Начались занятия в школах. Дети учатся прилежно, старательно, но старшеклассников тянет туда, на окраины и в пригороды, откуда доносятся глухие удары орудий, где вспыхивает внезапный огонь ночного боя.
— У меня вчера шесть ребят собрались бежать на фронт. Все взбудоражены. Один говорит: «Пустите бить фашистов, буду шесть дней воевать, а седьмой учиться»,— рассказывала нам учительница Анна Федоровна Русова.
Несколько дней назад по Крещатику своим ходом прошел захваченный под Киевом тяжелый немецкий танк. На танке нарисована военная эмблема: буйвол с задранным вверх хвостом. Танк этот стоит в городском саду на забаву детям. Они... снова берут его в плен, подкрадываются к его гусеницам с бутылками. Маленькие киевляне — такой же смелый народ, как и взрослые.
...Сегодняшний Киев — суровый, трудовой, яростный, бессмертный советский город. И ополченцы, и санитарки, выносящие раненых, и старые рабочие-арсенальцы, снова приготовившиеся к боям по прошествии двадцати с лишним лет... и пушки, стоящие в глубине дворов, и части Красной Армии... и очередь у кассы цирка — все это наш Киев, героический Киев».
О том, что Киев может быть скоро сдан, и мысли не допускали. Мне сказали, что одно только упоминание о возможности оставления Киева приводило Сталина в ярость. Из Ставки в те дни одна за другой следовали на Юго-Западный фронт директивы: «Во что бы то ни стало удерживать Киев...», «Киев не оставлять и мостов не взрывать». Но когда на киевском направлении обстановка катастрофически осложнилась и над войсками, оборонявшимися там, нависла угроза окружения, Ставка приняла — увы, с опозданием! — решение об отводе наших армий. 19 сентября Киев был оставлен. Сообщение об этом опубликовано 22 сентября. Всего две газетных строки: «После многодневных, ожесточенных боев наши войска оставили Киев».

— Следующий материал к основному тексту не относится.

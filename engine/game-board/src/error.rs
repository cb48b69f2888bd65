use thiserror::Error;

/// Errors raised while building a position from external input.
#[derive(Debug, Error, PartialEq, Eq)]
pub enum BoardError {
    #[error("invalid board dimensions {rows}x{cols}")]
    InvalidDimensions { rows: usize, cols: usize },

    #[error("{what} has length {actual}, expected {expected}")]
    LengthMismatch {
        what: &'static str,
        expected: usize,
        actual: usize,
    },

    #[error("invalid cell code {code} at index {index}")]
    InvalidCell { index: usize, code: i32 },

    #[error("column {col} has height {height}, expected 0..={rows}")]
    HeightOutOfRange { col: usize, height: i64, rows: usize },

    #[error("forbidden cell ({row}, {col}) is outside the board")]
    ForbiddenOutOfBounds { row: usize, col: usize },

    #[error("forbidden cell ({row}, {col}) holds a piece")]
    ForbiddenOccupied { row: usize, col: usize },

    #[error("board text has more than one forbidden cell")]
    MultipleForbidden,

    #[error("unexpected character '{ch}' on line {line}")]
    UnexpectedChar { line: usize, ch: char },

    #[error("line {line} has {actual} cells, expected {expected}")]
    RaggedRows {
        line: usize,
        expected: usize,
        actual: usize,
    },
}
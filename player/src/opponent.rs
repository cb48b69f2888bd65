//! Move selection for the engine's sparring partner

use anyhow::{anyhow, Result};
use game_board::GameState;
use rand::prelude::*;
use rand_chacha::ChaCha20Rng;

/// Trait for column selection policies.
pub trait Opponent {
    /// Select a column to play in `state`.
    fn select_column(&mut self, state: &GameState) -> Result<usize>;
}

/// Opponent that plays a uniformly random legal column.
#[derive(Debug)]
pub struct RandomOpponent {
    rng: ChaCha20Rng,
}

impl RandomOpponent {
    pub fn new() -> Self {
        let rng = ChaCha20Rng::from_entropy();
        Self { rng }
    }

    pub fn with_seed(seed: u64) -> Self {
        let rng = ChaCha20Rng::seed_from_u64(seed);
        Self { rng }
    }
}

impl Opponent for RandomOpponent {
    fn select_column(&mut self, state: &GameState) -> Result<usize> {
        state
            .legal_columns()
            .choose(&mut self.rng)
            .copied()
            .ok_or_else(|| anyhow!("no legal column to play"))
    }
}

#[cfg(test)]
mod tests {
    use super::*;
    use game_board::Side;

    #[test]
    fn test_random_opponent_plays_legal_columns() {
        let mut state = GameState::empty(2, 3, None, Side::Player).unwrap();
        state.apply_move(0);
        state.apply_move(0);

        let mut opponent = RandomOpponent::with_seed(3);
        for _ in 0..50 {
            let col = opponent.select_column(&state).unwrap();
            assert!(col == 1 || col == 2);
        }
    }

    #[test]
    fn test_random_opponent_full_board_errors() {
        let mut state = GameState::empty(1, 2, None, Side::Player).unwrap();
        state.apply_move(0);
        state.apply_move(1);

        let mut opponent = RandomOpponent::new();
        assert!(opponent.select_column(&state).is_err());
    }

    #[test]
    fn test_seeded_opponent_is_reproducible() {
        let state = GameState::empty(6, 7, None, Side::Player).unwrap();
        let mut a = RandomOpponent::with_seed(11);
        let mut b = RandomOpponent::with_seed(11);
        for _ in 0..10 {
            assert_eq!(
                a.select_column(&state).unwrap(),
                b.select_column(&state).unwrap()
            );
        }
    }
}
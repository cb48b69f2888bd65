//! Conversions between external board formats and [`GameState`].

use std::fmt;

use crate::state::{Board, GameState, Geometry};
use crate::{BoardError, Cell, Side};

const FORBIDDEN_SYMBOL: char = '#';

impl GameState {
    /// Build a state from the flat arrays handed over by a host platform.
    ///
    /// `cells` is row-major with row 0 at the top and codes 0/1/2 for
    /// empty/player/computer; `top[c]` is the height of column `c`.
    pub fn from_flat(
        rows: usize,
        cols: usize,
        top: &[i32],
        cells: &[i32],
        forbidden: Option<(usize, usize)>,
        to_move: Side,
    ) -> Result<Self, BoardError> {
        let geometry = Geometry::new(rows, cols, forbidden)?;

        if cells.len() != rows * cols {
            return Err(BoardError::LengthMismatch {
                what: "board",
                expected: rows * cols,
                actual: cells.len(),
            });
        }
        if top.len() != cols {
            return Err(BoardError::LengthMismatch {
                what: "heights",
                expected: cols,
                actual: top.len(),
            });
        }

        let cells = cells
            .iter()
            .enumerate()
            .map(|(index, &code)| Cell::from_code(code).ok_or(BoardError::InvalidCell { index, code }))
            .collect::<Result<Vec<_>, _>>()?;

        let heights = top
            .iter()
            .enumerate()
            .map(|(col, &h)| {
                usize::try_from(h)
                    .ok()
                    .filter(|&h| h <= rows)
                    .ok_or(BoardError::HeightOutOfRange {
                        col,
                        height: h as i64,
                        rows,
                    })
            })
            .collect::<Result<Vec<_>, _>>()?;

        GameState::new(geometry, Board::from_cells(rows, cols, cells), heights, to_move)
    }

    /// Parse a text grid: `.` empty, `X` player, `O` computer, `#` forbidden.
    ///
    /// Whitespace inside a line is ignored and blank lines are skipped. Column
    /// heights are derived by gravity: a column's stack ends at the first
    /// free, non-forbidden cell seen from the floor.
    pub fn parse(text: &str, to_move: Side) -> Result<Self, BoardError> {
        let mut cells = Vec::new();
        let mut forbidden = None;
        let mut rows = 0;
        let mut cols = 0;

        for (line_no, line) in text.lines().enumerate() {
            let symbols: Vec<char> = line.chars().filter(|c| !c.is_whitespace()).collect();
            if symbols.is_empty() {
                continue;
            }
            if rows == 0 {
                cols = symbols.len();
            } else if symbols.len() != cols {
                return Err(BoardError::RaggedRows {
                    line: line_no + 1,
                    expected: cols,
                    actual: symbols.len(),
                });
            }

            for (col, ch) in symbols.into_iter().enumerate() {
                let cell = match ch.to_ascii_uppercase() {
                    '.' => Cell::Empty,
                    'X' => Cell::Player,
                    'O' => Cell::Computer,
                    FORBIDDEN_SYMBOL => {
                        if forbidden.replace((rows, col)).is_some() {
                            return Err(BoardError::MultipleForbidden);
                        }
                        Cell::Empty
                    }
                    _ => {
                        return Err(BoardError::UnexpectedChar {
                            line: line_no + 1,
                            ch,
                        })
                    }
                };
                cells.push(cell);
            }
            rows += 1;
        }

        let geometry = Geometry::new(rows, cols, forbidden)?;
        let board = Board::from_cells(rows, cols, cells);
        let heights = derive_heights(&geometry, &board);
        GameState::new(geometry, board, heights, to_move)
    }

    /// Flat row-major cell codes, the inverse of [`GameState::from_flat`].
    pub fn to_flat(&self) -> Vec<i32> {
        self.board().cells().iter().map(|c| c.code() as i32).collect()
    }
}

/// Heights implied by a gravity-consistent board.
pub(crate) fn derive_heights(geometry: &Geometry, board: &Board) -> Vec<usize> {
    (0..geometry.cols())
        .map(|col| {
            let mut height = geometry.rows();
            while height > 0
                && (board.get(height - 1, col) != Cell::Empty
                    || geometry.is_forbidden(height - 1, col))
            {
                height -= 1;
            }
            height
        })
        .collect()
}

impl fmt::Display for GameState {
    fn fmt(&self, f: &mut fmt::Formatter<'_>) -> fmt::Result {
        let geometry = self.geometry();
        for row in 0..geometry.rows() {
            if row > 0 {
                writeln!(f)?;
            }
            for col in 0..geometry.cols() {
                let symbol = if geometry.is_forbidden(row, col) {
                    FORBIDDEN_SYMBOL
                } else {
                    self.board().get(row, col).symbol()
                };
                write!(f, "{}", symbol)?;
            }
        }
        Ok(())
    }
}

Это горестное известие настигло меня на Северо-Западном фронте. Когда вернулся в Москву, сразу же перелистал «Правду», «Известия», другие центральные газеты. Кроме сообщения Информбюро, ничего там не нашел — никаких комментариев, никаких подробностей. Секретарь редакции сказал, что было указание всем редакторам «в подробности не вдаваться».
А мы и не располагали подробностями. Ни один из семи корреспондентов «Красной звезды», работавших на Юго-Западном фронте, не прислал ни строчки. Связь с ними оборвалась.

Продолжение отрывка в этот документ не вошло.